Nuclear and mitochondrial sequences confirm complex colonization patterns and clear species boundaries for flightless weevils in the Galápagos archipelago.

Nuclear sequence data were collected from endemic Galápagos species and an introduced close relative, and contrasted with mitochondrial DNA sequences, continuing investigation into the colonization history and modes of diversification in the weevil genus Galapaganus. The current combined phylogeny together with previously published penalized likelihood age estimates builds a complex picture of the archipelago's colonization history. The present reconstruction relies on submerged platforms to explain the early divergence of the young southern Isabela endemics or the Española or San Cristobal populations. Diversity is later built through inter-island divergence starting on older islands and continuing on two simultaneous tracks towards younger islands.
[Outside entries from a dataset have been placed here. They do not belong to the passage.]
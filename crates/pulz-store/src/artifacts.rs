use pulz_types::{Artifact, ArtifactKind};
use rusqlite::{params, OptionalExtension, Row};

use crate::connection::{Store, StoreError};

impl Store {
    pub async fn insert_artifact(&self, artifact: Artifact) -> Result<(), StoreError> {
        self.write(move |conn| {
            conn.execute(
                "INSERT INTO artifacts
                    (id, proposal_id, execution_id, created_at, kind, path, sha256, data, text)
                 VALUES (?1, ?2, ?3, ?4, ?5, ?6, ?7, ?8, ?9)",
                params![
                    artifact.id,
                    artifact.proposal_id,
                    artifact.execution_id,
                    artifact.created_at,
                    kind_str(artifact.kind),
                    artifact.path,
                    artifact.sha256,
                    artifact.data.as_ref().map(serde_json::to_string).transpose()?,
                    artifact.text,
                ],
            )?;
            Ok(())
        })
        .await
    }

    pub async fn get_artifact(&self, id: String) -> Result<Option<Artifact>, StoreError> {
        self.read(move |conn| {
            conn.query_row("SELECT * FROM artifacts WHERE id = ?1", params![id], row_to_artifact)
                .optional()
                .map_err(StoreError::from)
        })
        .await
    }

    pub async fn list_recent_artifacts(&self, limit: u32) -> Result<Vec<Artifact>, StoreError> {
        self.read(move |conn| {
            let mut stmt =
                conn.prepare("SELECT * FROM artifacts ORDER BY created_at DESC LIMIT ?1")?;
            let rows = stmt
                .query_map(params![limit], row_to_artifact)?
                .collect::<Result<Vec<_>, _>>()?;
            Ok(rows)
        })
        .await
    }

    pub async fn list_artifacts_for_execution(
        &self,
        execution_id: String,
    ) -> Result<Vec<Artifact>, StoreError> {
        self.read(move |conn| {
            let mut stmt = conn.prepare(
                "SELECT * FROM artifacts WHERE execution_id = ?1 ORDER BY created_at ASC",
            )?;
            let rows = stmt
                .query_map(params![execution_id], row_to_artifact)?
                .collect::<Result<Vec<_>, _>>()?;
            Ok(rows)
        })
        .await
    }
}

fn row_to_artifact(row: &Row<'_>) -> rusqlite::Result<Artifact> {
    let kind: String = row.get("kind")?;
    let data: Option<String> = row.get("data")?;
    Ok(Artifact {
        id: row.get("id")?,
        proposal_id: row.get("proposal_id")?,
        execution_id: row.get("execution_id")?,
        created_at: row.get("created_at")?,
        kind: parse_kind(&kind),
        path: row.get("path")?,
        sha256: row.get("sha256")?,
        data: data
            .map(|d| serde_json::from_str(&d))
            .transpose()
            .map_err(|e| rusqlite::Error::FromSqlConversionFailure(0, rusqlite::types::Type::Text, Box::new(e)))?,
        text: row.get("text")?,
    })
}

fn kind_str(kind: ArtifactKind) -> &'static str {
    kind.as_str()
}

fn parse_kind(value: &str) -> ArtifactKind {
    match value {
        "html" => ArtifactKind::Html,
        "pdf" => ArtifactKind::Pdf,
        "doc" => ArtifactKind::Doc,
        "zip" => ArtifactKind::Zip,
        _ => ArtifactKind::Json,
    }
}
use crate::{Connector, RedditConnector, RssConnector};

/// Parameters needed to construct a [`Connector`] for one catalogue entry.
#[derive(Debug, Clone, Copy)]
pub enum SourceConfig {
    Reddit { subreddit: &'static str, limit: u32 },
    Rss { feed_url: &'static str },
}

/// Static source name -> connector kind/parameters table, matching
/// `pulz_backend.py`'s `SOURCE_CONFIG`. A name absent from this table is an
/// unknown source and is skipped silently by the mission engine (`spec` §4.5).
pub const SOURCE_CATALOGUE: &[(&str, SourceConfig)] = &[
    (
        "reddit_smallbusiness",
        SourceConfig::Reddit {
            subreddit: "smallbusiness",
            limit: 20,
        },
    ),
    (
        "reddit_entrepreneur",
        SourceConfig::Reddit {
            subreddit: "entrepreneur",
            limit: 20,
        },
    ),
    (
        "rss_forhire",
        SourceConfig::Rss {
            feed_url: "https://www.reddit.com/r/forhire/.rss",
        },
    ),
];

/// Resolves a catalogue source name into a boxed [`Connector`]. Returns `None`
/// for unknown names rather than erroring, so the mission loop can skip them.
pub fn resolve_connector(source: &str) -> Option<Box<dyn Connector>> {
    let (_, config) = SOURCE_CATALOGUE.iter().find(|(name, _)| *name == source)?;
    Some(match *config {
        SourceConfig::Reddit { subreddit, limit } => {
            Box::new(RedditConnector::new(subreddit, limit))
        }
        SourceConfig::Rss { feed_url } => Box::new(RssConnector::new(source, feed_url)),
    })
}

#[cfg(test)]
mod tests {
    use super::*;

    #[test]
    fn resolves_known_source() {
        assert!(resolve_connector("reddit_smallbusiness").is_some());
        assert!(resolve_connector("rss_forhire").is_some());
    }

    #[test]
    fn unknown_source_resolves_to_none() {
        assert!(resolve_connector("not_a_real_source").is_none());
    }
}
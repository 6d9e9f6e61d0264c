use pulz_types::TelemetryEvent;
use rusqlite::{params, Row};

use crate::connection::{Store, StoreError};

impl Store {
    pub async fn insert_telemetry_event(&self, event: TelemetryEvent) -> Result<(), StoreError> {
        self.write(move |conn| {
            conn.execute(
                "INSERT INTO telemetry_events (id, ts, mission_id, proposal_id, execution_id, type, payload)
                 VALUES (?1, ?2, ?3, ?4, ?5, ?6, ?7)",
                params![
                    event.id,
                    event.ts,
                    event.mission_id,
                    event.proposal_id,
                    event.execution_id,
                    event.event_type,
                    serde_json::to_string(&event.payload)?,
                ],
            )?;
            Ok(())
        })
        .await
    }

    pub async fn list_telemetry_by_type(&self, event_type: String) -> Result<Vec<TelemetryEvent>, StoreError> {
        self.read(move |conn| {
            let mut stmt = conn.prepare(
                "SELECT * FROM telemetry_events WHERE type = ?1 ORDER BY ts ASC",
            )?;
            let rows = stmt
                .query_map(params![event_type], row_to_event)?
                .collect::<Result<Vec<_>, _>>()?;
            Ok(rows)
        })
        .await
    }

    pub async fn all_telemetry_events(&self) -> Result<Vec<TelemetryEvent>, StoreError> {
        self.read(|conn| {
            let mut stmt = conn.prepare("SELECT * FROM telemetry_events ORDER BY ts ASC")?;
            let rows = stmt
                .query_map([], row_to_event)?
                .collect::<Result<Vec<_>, _>>()?;
            Ok(rows)
        })
        .await
    }
}

fn row_to_event(row: &Row<'_>) -> rusqlite::Result<TelemetryEvent> {
    let payload: String = row.get("payload")?;
    Ok(TelemetryEvent {
        id: row.get("id")?,
        ts: row.get("ts")?,
        mission_id: row.get("mission_id")?,
        proposal_id: row.get("proposal_id")?,
        execution_id: row.get("execution_id")?,
        event_type: row.get("type")?,
        payload: serde_json::from_str(&payload)
            .map_err(|e| rusqlite::Error::FromSqlConversionFailure(0, rusqlite::types::Type::Text, Box::new(e)))?,
    })
}
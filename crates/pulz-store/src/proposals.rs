use std::collections::HashMap;

use pulz_types::{ExecutionMode, Proposal, ProposalData, ProposalStatus};
use rusqlite::{params, OptionalExtension, Row};

use crate::connection::{Store, StoreError};

impl Store {
    pub async fn insert_proposal(&self, proposal: Proposal) -> Result<(), StoreError> {
        self.write(move |conn| {
            conn.execute(
                "INSERT INTO proposals
                    (id, signal_id, status, created_at, updated_at, approved_at,
                     executing_at, executed_at, execution_mode, mission_id,
                     estimated_revenue_cents, realized_revenue_cents, data)
                 VALUES (?1, ?2, ?3, ?4, ?5, ?6, ?7, ?8, ?9, ?10, ?11, ?12, ?13)",
                params![
                    proposal.id,
                    proposal.signal_id,
                    status_str(proposal.status),
                    proposal.created_at,
                    proposal.updated_at,
                    proposal.approved_at,
                    proposal.executing_at,
                    proposal.executed_at,
                    mode_str(proposal.execution_mode),
                    proposal.mission_id,
                    proposal.estimated_revenue_cents,
                    proposal.realized_revenue_cents,
                    serde_json::to_string(&proposal.data)?,
                ],
            )?;
            Ok(())
        })
        .await
    }

    pub async fn get_proposal(&self, id: String) -> Result<Option<Proposal>, StoreError> {
        self.read(move |conn| {
            conn.query_row("SELECT * FROM proposals WHERE id = ?1", params![id], |row| {
                row_to_proposal(row)
            })
            .optional()
            .map_err(StoreError::from)
        })
        .await
    }

    pub async fn list_queue(&self) -> Result<Vec<Proposal>, StoreError> {
        self.read(|conn| {
            let mut stmt = conn.prepare(
                "SELECT * FROM proposals WHERE status = 'queued' ORDER BY created_at DESC",
            )?;
            let rows = stmt
                .query_map([], row_to_proposal)?
                .collect::<Result<Vec<_>, _>>()?;
            Ok(rows)
        })
        .await
    }

    pub async fn list_proposals_by_status(
        &self,
        statuses: Vec<String>,
    ) -> Result<Vec<Proposal>, StoreError> {
        self.read(move |conn| {
            if statuses.is_empty() {
                let mut stmt = conn.prepare("SELECT * FROM proposals ORDER BY created_at DESC")?;
                let rows = stmt
                    .query_map([], row_to_proposal)?
                    .collect::<Result<Vec<_>, _>>()?;
                return Ok(rows);
            }
            let placeholders = statuses.iter().map(|_| "?").collect::<Vec<_>>().join(",");
            let sql = format!(
                "SELECT * FROM proposals WHERE status IN ({placeholders}) ORDER BY created_at DESC"
            );
            let mut stmt = conn.prepare(&sql)?;
            let params: Vec<&dyn rusqlite::ToSql> =
                statuses.iter().map(|s| s as &dyn rusqlite::ToSql).collect();
            let rows = stmt
                .query_map(params.as_slice(), row_to_proposal)?
                .collect::<Result<Vec<_>, _>>()?;
            Ok(rows)
        })
        .await
    }

    pub async fn update_proposal_status(
        &self,
        id: String,
        status: ProposalStatus,
        timestamp_column: Option<&'static str>,
        now: String,
    ) -> Result<(), StoreError> {
        self.write(move |conn| {
            conn.execute(
                "UPDATE proposals SET status = ?1, updated_at = ?2 WHERE id = ?3",
                params![status_str(status), now.clone(), id.clone()],
            )?;
            if let Some(column) = timestamp_column {
                conn.execute(
                    &format!("UPDATE proposals SET {column} = ?1 WHERE id = ?2"),
                    params![now, id],
                )?;
            }
            Ok(())
        })
        .await
    }

    pub async fn set_realized_revenue(
        &self,
        id: String,
        realized_revenue_cents: i64,
        now: String,
    ) -> Result<(), StoreError> {
        self.write(move |conn| {
            conn.execute(
                "UPDATE proposals SET realized_revenue_cents = ?1, updated_at = ?2 WHERE id = ?3",
                params![realized_revenue_cents, now, id],
            )?;
            Ok(())
        })
        .await
    }

    pub async fn count_proposals(&self) -> Result<u64, StoreError> {
        self.read(|conn| {
            let n: i64 = conn.query_row("SELECT count(*) FROM proposals", [], |row| row.get(0))?;
            Ok(n as u64)
        })
        .await
    }

    /// Sum of `realized_revenue_cents` grouped by the originating signal's
    /// `source`, for the `/telemetry/summary.roi_by_source` aggregate (`spec`
    /// §4.8). Proposals with no realized revenue are excluded from the sum,
    /// not counted as zero.
    pub async fn realized_revenue_by_signal_source(
        &self,
    ) -> Result<HashMap<String, i64>, StoreError> {
        self.read(|conn| {
            let mut stmt = conn.prepare(
                "SELECT s.source, SUM(p.realized_revenue_cents)
                 FROM proposals p JOIN signals s ON p.signal_id = s.id
                 WHERE p.realized_revenue_cents IS NOT NULL
                 GROUP BY s.source",
            )?;
            let rows = stmt
                .query_map([], |row| {
                    let source: String = row.get(0)?;
                    let total: i64 = row.get(1)?;
                    Ok((source, total))
                })?
                .collect::<Result<HashMap<_, _>, _>>()?;
            Ok(rows)
        })
        .await
    }
}

fn row_to_proposal(row: &Row<'_>) -> rusqlite::Result<Proposal> {
    let status: String = row.get("status")?;
    let mode: String = row.get("execution_mode")?;
    let data: String = row.get("data")?;
    Ok(Proposal {
        id: row.get("id")?,
        signal_id: row.get("signal_id")?,
        status: parse_status(&status),
        created_at: row.get("created_at")?,
        updated_at: row.get("updated_at")?,
        approved_at: row.get("approved_at")?,
        executing_at: row.get("executing_at")?,
        executed_at: row.get("executed_at")?,
        execution_mode: parse_mode(&mode),
        mission_id: row.get("mission_id")?,
        estimated_revenue_cents: row.get("estimated_revenue_cents")?,
        realized_revenue_cents: row.get("realized_revenue_cents")?,
        data: serde_json::from_str::<ProposalData>(&data)
            .map_err(|e| rusqlite::Error::FromSqlConversionFailure(0, rusqlite::types::Type::Text, Box::new(e)))?,
    })
}

fn status_str(status: ProposalStatus) -> &'static str {
    match status {
        ProposalStatus::Draft => "draft",
        ProposalStatus::Queued => "queued",
        ProposalStatus::Approved => "approved",
        ProposalStatus::Executing => "executing",
        ProposalStatus::Executed => "executed",
        ProposalStatus::Cancelled => "cancelled",
        ProposalStatus::Failed => "failed",
    }
}

fn parse_status(value: &str) -> ProposalStatus {
    match value {
        "draft" => ProposalStatus::Draft,
        "queued" => ProposalStatus::Queued,
        "approved" => ProposalStatus::Approved,
        "executing" => ProposalStatus::Executing,
        "executed" => ProposalStatus::Executed,
        "cancelled" => ProposalStatus::Cancelled,
        _ => ProposalStatus::Failed,
    }
}

fn mode_str(mode: ExecutionMode) -> &'static str {
    match mode {
        ExecutionMode::Manual => "manual",
        ExecutionMode::AutoAfterApproval => "auto_after_approval",
    }
}

fn parse_mode(value: &str) -> ExecutionMode {
    match value {
        "auto_after_approval" => ExecutionMode::AutoAfterApproval,
        _ => ExecutionMode::Manual,
    }
}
The amount of diversity generated through intra-island processes is skewed towards older islands, suggesting that island age significantly influences diversity. Phylogenetic concordance between nuclear and mitochondrial datasets and well-supported monophyletic species in mitochondrial derived topologies appear to reject the possibility of inter-species hybridization. These clear species boundaries might be related to the tight host associations of adult weevils in discrete ecological zones. If shared hosts facilitate hybridization, then host- or habitat-promoted divergences could prevent it, even in the case of species that share islands, since the altitudinal partitioning of habitats minimizes range overlap.